Andrew Poelstra <apoelstra@wpsoftware.net> writes:
> On Mon, Oct 23, 2023 at 12:43:10PM +1030, Rusty Russell via bitcoin-dev wrote:
>> Ethan Heilman via bitcoin-dev <bitcoin-dev@lists.linuxfoundation.org> writes:
>> > Hi everyone,
>> >
>> > We've posted a draft BIP to propose enabling OP_CAT as Tapscript opcode.
>> > https://github.com/EthanHeilman/op_cat_draft/blob/main/cat.mediawiki
>> 
>> 520 feels quite small for script templates (mainly because OP_CAT itself
>> makes Script more interesting!).  For example, using OP_TXHASH and
>> OP_CAT to enforce that two input amounts are equal to one output amount
>> takes about 250 bytes of Script[2] :(
>> 
>> So I have to ask:
>> 
>> 1. Do other uses feel like 520 is too limiting?
>
> In my view, 520 feels limiting provided that we lack rolling sha2
> opcodes. If we had those, then arguably 65 bytes is enough.

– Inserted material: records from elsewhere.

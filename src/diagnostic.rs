use crate::span::Span;

/// A compiler diagnostic with optional notes and help text.
#[derive(Clone, Debug)]
pub struct Diagnostic {
    pub message: String,
    pub span: Span,
    pub notes: Vec<String>,
    pub help: Option<String>,
}

impl Diagnostic {
    pub fn error(message: String, span: Span) -> Self {
        Self {
            message,
            span,
            notes: Vec::new(),
            help: None,
        }
    }

    pub fn with_note(mut self, note: String) -> Self {
        self.notes.push(note);
        self
    }

    pub fn with_help(mut self, help: String) -> Self {
        self.help = Some(help);
        self
    }

    /// Render the diagnostic to stderr using ariadne.
    pub fn render(&self, filename: &str, source: &str) {
        use ariadne::{Color, Label, Report, ReportKind, Source};

        let start = self.span.start as usize;
        let end = (self.span.end as usize).max(start);

        let mut report = Report::build(ReportKind::Error, filename, start)
            .with_message(&self.message)
            .with_label(
                Label::new((filename, start..end))
                    .with_message(&self.message)
                    .with_color(Color::Red),
            );

        for note in &self.notes {
            report = report.with_note(note);
        }

        if let Some(help) = &self.help {
            report = report.with_help(help);
        }

        let _ = report.finish().eprint((filename, Source::from(source)));
    }
}

#[cfg(test)]
mod tests {
    use super::*;

    #[test]
    fn test_error_construction() {
        let d = Diagnostic::error("unexpected token ')'".to_string(), Span::new(10, 11));
        assert_eq!(d.message, "unexpected token ')'");
        assert_eq!(d.span.start, 10);
        assert!(d.notes.is_empty());
        assert!(d.help.is_none());
    }

    #[test]
    fn test_chained_builders() {
        let d = Diagnostic::error("undefined variable 'y'".to_string(), Span::new(3, 4))
            .with_note("variables must be bound as function parameters".to_string())
            .with_help("did you mean 'x'?".to_string());
        assert_eq!(d.notes.len(), 1);
        assert_eq!(d.help.as_deref(), Some("did you mean 'x'?"));
    }

    #[test]
    fn test_render_does_not_panic() {
        let source = "(defun f (x)\n  (+ x y))\n";
        let d = Diagnostic::error("undefined variable 'y'".to_string(), Span::new(20, 21));
        // Renders to stderr; just verify it doesn't panic
        d.render("test.sprig", source);
    }

    #[test]
    fn test_render_point_span_does_not_panic() {
        let source = "(print 1";
        let d = Diagnostic::error("unexpected end of input".to_string(), Span::point(8));
        d.render("test.sprig", source);
    }
}
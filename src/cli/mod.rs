mod emit;
mod run;

use clap::{Parser, Subcommand, ValueEnum};
use sprig::Stage;

#[derive(Parser)]
#[command(name = "sprig", version, about = "Compiler and interpreter for the sprig language")]
pub struct Args {
    #[command(subcommand)]
    command: Command,
}

#[derive(Subcommand)]
enum Command {
    /// Execute a program.
    Run(run::RunArgs),
    /// Print the AST or IR of a program without executing it.
    Emit(emit::EmitArgs),
}

/// `--stage` values, mapped onto the library's lowering stages.
#[derive(Clone, Copy, Debug, PartialEq, Eq, ValueEnum)]
pub enum StageArg {
    None,
    Standard,
    Select,
}

impl From<StageArg> for Stage {
    fn from(arg: StageArg) -> Self {
        match arg {
            StageArg::None => Stage::None,
            StageArg::Standard => Stage::Standard,
            StageArg::Select => Stage::Select,
        }
    }
}

pub fn dispatch(args: Args) -> i32 {
    match args.command {
        Command::Run(args) => run::run(args),
        Command::Emit(args) => emit::run(args),
    }
}

/// Report a compile or runtime error against the source it came from.
fn report(err: &sprig::Error, filename: &str, source: &str) {
    err.to_diagnostic().render(filename, source);
}
use std::fmt;

/// Tokens of the surface syntax. Atoms are classified later by the parser
/// (number vs variable); string literals are kept distinct because the lexer
/// carves them out before any other splitting.
#[derive(Clone, Debug, PartialEq)]
pub enum Lexeme {
    LParen,
    RParen,
    /// A bare atom: operator, keyword, number, or identifier.
    Atom(String),
    /// A double-quoted string literal, quotes stripped, no escape processing.
    Str(String),
    Eof,
}

impl fmt::Display for Lexeme {
    fn fmt(&self, f: &mut fmt::Formatter<'_>) -> fmt::Result {
        match self {
            Lexeme::LParen => write!(f, "'('"),
            Lexeme::RParen => write!(f, "')'"),
            Lexeme::Atom(s) => write!(f, "'{}'", s),
            Lexeme::Str(s) => write!(f, "\"{}\"", s),
            Lexeme::Eof => write!(f, "end of input"),
        }
    }
}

Without
> them, I'm not sure that any value is "enough". For CHECKSIGFROMSTACK
> emulation purposes ideally we'd want the ability to construct a full
> transaction on the stack, which in principle would necessitate a 4M
> limit.

I haven't yet found a desire for rolling sha2: an `OP_MULTISHA256` has
been sufficient for my templating investigations w/ OP_TXHASH.  In fact,
I prefer it to OP_CAT, but OP_CAT does allow your Schnorr sig trick :)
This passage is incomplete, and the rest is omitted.